Once upon a time, I was obsessed with Madonna.
Okay, bear with me. At first glance, this post will seem to have nothing to do with plastic or the environment or anything I normally write about on this blog. But read on. Connections will be made. Oh yes, they will be made.
So anyway, I was obsessed with Madonna. My close friends will tell you that that is an utter understatement. Back in the 90’s, I discovered eBay and ended up spending an embarrassing amount of money on every Madonna magazine I could get my hands on. The picture on the left represents only a small fraction of my stash — what was left after I finally sold most of it back on eBay years later. (Today, the only thing that remains is an unopened Sex book and this photo.)
I also went through a phase of making insane Madonna art. It’s all online, but I doubt you’ll find it. And believe me, you really, really wouldn’t want to anyway.
Here’s the thing: I wasn’t obsessed with Madonna’s music. I mean, I liked it okay. It was fun and danceable in the beginning, if overly earnest and didactic a bit later. But I wasn’t one of those Madonna freaks that had to have every version of every single remix. In fact, I cringed during her live television performances, even as I religiously watched each one, holding my breath and crossing my fingers that she’d be able to stay on key until the end of the song. And her acting? Let’s just not go there.
No, my obsession had nothing to do with her talent but everything to do with Madonna the person and persona: driven yet scared; self-confident yet self-conscious; willing to take risks and then suffer the inevitable consequences of her more outrageous actions. She made the absolute most of the limited musical talent she had. I loved all her colorful transformations… even the one with a sporadic English accent.
On the surface, Madonna was everything that I was not. Her provocative outfits were the antithesis of my comfortable, sensible, blend-into-the-woodwork attire. Her frank F-You attitude towards the world was like a challenge to me. I wasn’t that way, but I aspired to be. I got tattoos, but only in places no one could see.
Yet as crazy as it may sound, Madonna has inspired me and my work more than any other public figure — more than any major environmentalist or feminist or activist or other “ist.” She may wear PVC clothing, but she does it with total commitment in the moment, fully willing to reject that commitment in the next moment as she learns and grows. She’s restless. She wants to know more. She wants to understand. She’s greedy and maddeningly hard-headed. She’s unapologetic when asked about her earlier missteps, insisting that the lessons she learned in the past have shaped who she is now. These are my projections of her, of course. We haven’t chatted in so long, I’m not sure we’re even still friends.
Back in the day, I wanted to be Madonna, but not in the sense of dressing like her or copying her behavior or style. Madonna is the most Madonna a person can be. No one can compete with that. What I wanted was to be as utterly me as I could be. To be scared and yet do what I felt was right in the moment. To put myself out into the world in as authentic a way as I could muster. To be real even in my hiding. To know who I was and my purpose in this world. If that meant trying on different personas myself (and believe me, I tried on quite a few) then so be it.

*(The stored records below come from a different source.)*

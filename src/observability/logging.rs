//! Structured logging setup.

use tracing_subscriber::{layer::SubscriberExt, util::SubscriberInitExt, EnvFilter};

use crate::config::ObservabilityConfig;

/// Install the global tracing subscriber.
///
/// `RUST_LOG` wins over the configured level. Calling this twice is harmless;
/// the second install is ignored.
pub fn init(config: &ObservabilityConfig) {
    let filter = EnvFilter::try_from_default_env()
        .unwrap_or_else(|_| format!("wealthwise_sync={},tower_http=info", config.log_level).into());

    let registry = tracing_subscriber::registry().with(filter);

    let result = if config.log_format == "json" {
        registry
            .with(tracing_subscriber::fmt::layer().json())
            .try_init()
    } else {
        registry.with(tracing_subscriber::fmt::layer()).try_init()
    };

    if result.is_err() {
        tracing::debug!("Tracing subscriber already installed");
    }
}
//! Cache-first, de-duplicating wrapper around transport calls.

use std::future::Future;
use std::sync::{Arc, RwLock};
use std::time::Duration;

use dashmap::mapref::entry::Entry;
use dashmap::DashMap;
use futures_util::future::{BoxFuture, FutureExt, Shared};
use tokio::sync::broadcast;
use tokio::task::JoinHandle;
use tokio::time::{self, Instant};

use crate::cache::{Cache, CacheEntry, Fingerprint};
use crate::config::GateConfig;
use crate::gate::Throttle;
use crate::observability::metrics;
use crate::transport::{Endpoint, FetchResult};

type SharedFetch<T> = Shared<BoxFuture<'static, FetchResult<CacheEntry<T>>>>;

/// An outstanding call and the cache epoch it was issued under.
struct InFlight<T> {
    epoch: u64,
    call: SharedFetch<T>,
}

/// Owns the cache and the in-flight map; the only path to the network.
pub struct RequestGate<T> {
    cache: Cache<T>,
    in_flight: Arc<DashMap<Fingerprint, InFlight<T>>>,
    /// Bumped by `clear()`. Results issued under an older epoch are never stored.
    epoch: Arc<RwLock<u64>>,
    throttle: Throttle,
    config: GateConfig,
}

impl<T> Clone for RequestGate<T> {
    fn clone(&self) -> Self {
        Self {
            cache: self.cache.clone(),
            in_flight: self.in_flight.clone(),
            epoch: self.epoch.clone(),
            throttle: self.throttle.clone(),
            config: self.config.clone(),
        }
    }
}

impl<T: Clone + Send + Sync + 'static> RequestGate<T> {
    pub fn new(config: GateConfig) -> Self {
        Self {
            cache: Cache::new(),
            in_flight: Arc::new(DashMap::new()),
            epoch: Arc::new(RwLock::new(0)),
            throttle: Throttle::new(),
            config,
        }
    }

    pub fn cache(&self) -> &Cache<T> {
        &self.cache
    }

    /// Number of clears so far.
    pub fn epoch(&self) -> u64 {
        *self.epoch.read().unwrap_or_else(|e| e.into_inner())
    }

    /// Minimum spacing for calls to `endpoint`.
    pub fn floor_for(&self, endpoint: &Endpoint) -> Duration {
        if endpoint.sensitive {
            Duration::from_millis(self.config.sensitive_min_interval_ms)
        } else {
            Duration::from_millis(self.config.min_interval_ms)
        }
    }

    /// Serve from cache, join an identical in-flight call, or issue a new one
    /// under the default floor.
    pub async fn execute<F, Fut>(
        &self,
        fingerprint: Fingerprint,
        ttl: Duration,
        perform: F,
    ) -> FetchResult<T>
    where
        F: FnOnce() -> Fut + Send + 'static,
        Fut: Future<Output = FetchResult<T>> + Send + 'static,
    {
        let floor = Duration::from_millis(self.config.min_interval_ms);
        self.execute_with_floor(fingerprint, ttl, floor, perform).await
    }

    /// As [`execute`](Self::execute) with an explicit min-interval floor.
    pub async fn execute_with_floor<F, Fut>(
        &self,
        fingerprint: Fingerprint,
        ttl: Duration,
        floor: Duration,
        perform: F,
    ) -> FetchResult<T>
    where
        F: FnOnce() -> Fut + Send + 'static,
        Fut: Future<Output = FetchResult<T>> + Send + 'static,
    {
        self.fetch_entry(fingerprint, ttl, floor, perform)
            .await
            .map(|entry| entry.payload)
    }

    /// As [`execute_with_floor`](Self::execute_with_floor), keeping the storage
    /// time of a payload served from cache.
    pub async fn fetch_entry<F, Fut>(
        &self,
        fingerprint: Fingerprint,
        ttl: Duration,
        floor: Duration,
        perform: F,
    ) -> FetchResult<CacheEntry<T>>
    where
        F: FnOnce() -> Fut + Send + 'static,
        Fut: Future<Output = FetchResult<T>> + Send + 'static,
    {
        if let Some(entry) = self.cache.fresh_entry(&fingerprint) {
            metrics::record_gate_result("cache_hit");
            tracing::trace!(fingerprint = %fingerprint, "Served from cache");
            return Ok(entry);
        }

        let shared = {
            // Held until the call is registered so clear() can't slip in between.
            let guard = self.epoch.read().unwrap_or_else(|e| e.into_inner());
            let epoch = *guard;
            match self.in_flight.entry(fingerprint.clone()) {
                Entry::Occupied(e) => {
                    metrics::record_gate_result("joined");
                    tracing::debug!(fingerprint = %fingerprint, "Joining in-flight request");
                    e.get().call.clone()
                }
                Entry::Vacant(v) => {
                    metrics::record_gate_result("issued");
                    let call = self.issue(fingerprint.clone(), epoch, ttl, floor, perform);
                    v.insert(InFlight {
                        epoch,
                        call: call.clone(),
                    });
                    call
                }
            }
        };
        metrics::record_inflight(self.in_flight.len());

        shared.await
    }

    fn issue<F, Fut>(
        &self,
        fingerprint: Fingerprint,
        epoch: u64,
        ttl: Duration,
        floor: Duration,
        perform: F,
    ) -> SharedFetch<T>
    where
        F: FnOnce() -> Fut + Send + 'static,
        Fut: Future<Output = FetchResult<T>> + Send + 'static,
    {
        let cache = self.cache.clone();
        let in_flight = self.in_flight.clone();
        let current = self.epoch.clone();
        let throttle = self.throttle.clone();

        async move {
            throttle.wait(&fingerprint, floor).await;
            let result = perform().await.map(|payload| CacheEntry::new(payload, ttl));

            if let Ok(entry) = &result {
                if !ttl.is_zero() {
                    let guard = current.read().unwrap_or_else(|e| e.into_inner());
                    if *guard == epoch {
                        cache.insert(fingerprint.clone(), entry.clone());
                    } else {
                        tracing::debug!(fingerprint = %fingerprint, "Discarding result issued before a cache clear");
                    }
                }
            }
            in_flight.remove_if(&fingerprint, |_, f| f.epoch == epoch);
            metrics::record_inflight(in_flight.len());

            if let Err(e) = &result {
                tracing::debug!(fingerprint = %fingerprint, error = %e, "Request failed");
            }
            result
        }
        .boxed()
        .shared()
    }

    /// Calls currently outstanding.
    pub fn in_flight_count(&self) -> usize {
        self.in_flight.len()
    }

    /// Drop cached payloads and forget outstanding calls; called when the
    /// caller's identity changes. Calls already issued still resolve for
    /// their callers but never populate the cache.
    pub fn clear(&self) {
        let mut epoch = self.epoch.write().unwrap_or_else(|e| e.into_inner());
        *epoch += 1;
        self.in_flight.clear();
        self.cache.clear();
        metrics::record_inflight(0);
        tracing::info!(epoch = *epoch, "Request cache cleared");
    }

    /// Evict expired cache entries and stale throttle slots.
    pub fn sweep(&self) -> usize {
        let horizon = Duration::from_millis(
            self.config
                .min_interval_ms
                .max(self.config.sensitive_min_interval_ms),
        );
        self.throttle.prune(horizon);
        self.cache.sweep()
    }

    /// Run `sweep()` every `interval` until shutdown.
    pub fn spawn_sweeper(
        &self,
        interval: Duration,
        mut shutdown: broadcast::Receiver<()>,
    ) -> JoinHandle<()> {
        let gate = self.clone();
        tokio::spawn(async move {
            let mut ticker = time::interval_at(Instant::now() + interval, interval);
            loop {
                tokio::select! {
                    _ = ticker.tick() => {
                        let evicted = gate.sweep();
                        if evicted > 0 {
                            tracing::debug!(evicted, remaining = gate.cache.len(), "Cache sweep");
                        }
                    }
                    _ = shutdown.recv() => {
                        tracing::debug!("Cache sweeper received shutdown signal, exiting loop");
                        break;
                    }
                }
            }
        })
    }
}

Sometimes, when I have to give a presentation about plastic, or an interview, or approach a store employee, or write something that I think might be controversial or provocative, I think of Madonna. I think of the Madonna who confronts life no matter how insecure she may feel inside. People ask “What Would Jesus Do?” Readers of this blog have joked that they ask themselves in the store, “What Would Fake Plastic Fish Do?” Me? I ask, “What Would Madonna Do?” I mean, if she were me, of course,
Years ago, I read an interview with Madonna that totally stuck with me, and I was excited tonight to find the exact quote that I remember on Salon.com. (Thank you, Google.)
The last lines of her Rolling Stone interview, where she’s asked about coming across pictures of a boyfriend’s ex, are utterly inspiring. “Well, there’s a whole thing that happens,” she told the interviewer. “First I go, ‘Oh, she’s skinny and pretty.’ Then I think, ‘Oh, but I’m me.'”
I’ve been writing this blog for over three years, ever since I saw a photo of a dead albatross full of plastic pieces — a photo that changed my life — and I don’t see myself stopping this work any time soon. So when I feel overwhelmed or frustrated ( as I did Wednesday when the plastic bag ban was rejected) or scared, I think of the people who inspire me. I think of Madonna. And I remember that all of these things, these feelings and challenges, are just part of who I am. I’m me.
Who or what inspires you? Who are your role models? Whose life has captured your imagination and helped you realize what is possible? Who motivates you to do the best you can each day — to be the most you that you can be?